//! Error taxonomy for the reactive engine.
//!
//! Most failures here are not errors at all: disposing an effect twice is a
//! no-op, and a computation that captures no dependencies simply never
//! re-runs. The one real failure mode is a user computation panicking.
//!
//! Propagation policy:
//!
//! - A panicking `Computed` closure unwinds to the caller of `get()`; the
//!   computed stays dirty so the next read retries. [`Computed::try_get`]
//!   converts the unwind into a [`ReactiveError`] for callers that must not
//!   panic.
//! - A panicking effect closure unwinds out of `Effect::new` on the initial
//!   synchronous run, but is caught, logged, and isolated by the scheduler
//!   on batched re-runs so one broken binding cannot starve the rest.
//!
//! [`Computed::try_get`]: crate::reactive::Computed::try_get

use std::any::Any;

use thiserror::Error;

/// Errors surfaced by the reactive engine.
#[derive(Debug, Error)]
pub enum ReactiveError {
    /// A user-supplied computation panicked while being evaluated.
    #[error("reactive computation panicked: {0}")]
    ComputationFailed(String),
}

/// Best-effort extraction of a panic payload's message.
pub(crate) fn panic_message(payload: &(dyn Any + Send)) -> String {
    if let Some(message) = payload.downcast_ref::<&str>() {
        (*message).to_string()
    } else if let Some(message) = payload.downcast_ref::<String>() {
        message.clone()
    } else {
        "<non-string panic payload>".to_string()
    }
}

About this exercise: Among the records above, repeat exactly the line with "user computation panicking.", the line with "pub enum ReactiveError", and every line in between, and only those.

Response:
//! re-runs. The one real failure mode is a user computation panicking.
//!
//! Propagation policy:
//!
//! - A panicking `Computed` closure unwinds to the caller of `get()`; the
//!   computed stays dirty so the next read retries. [`Computed::try_get`]
//!   converts the unwind into a [`ReactiveError`] for callers that must not
//!   panic.
//! - A panicking effect closure unwinds out of `Effect::new` on the initial
//!   synchronous run, but is caught, logged, and isolated by the scheduler
//!   on batched re-runs so one broken binding cannot starve the rest.
//!
//! [`Computed::try_get`]: crate::reactive::Computed::try_get

use std::any::Any;

use thiserror::Error;

/// Errors surfaced by the reactive engine.
#[derive(Debug, Error)]
pub enum ReactiveError {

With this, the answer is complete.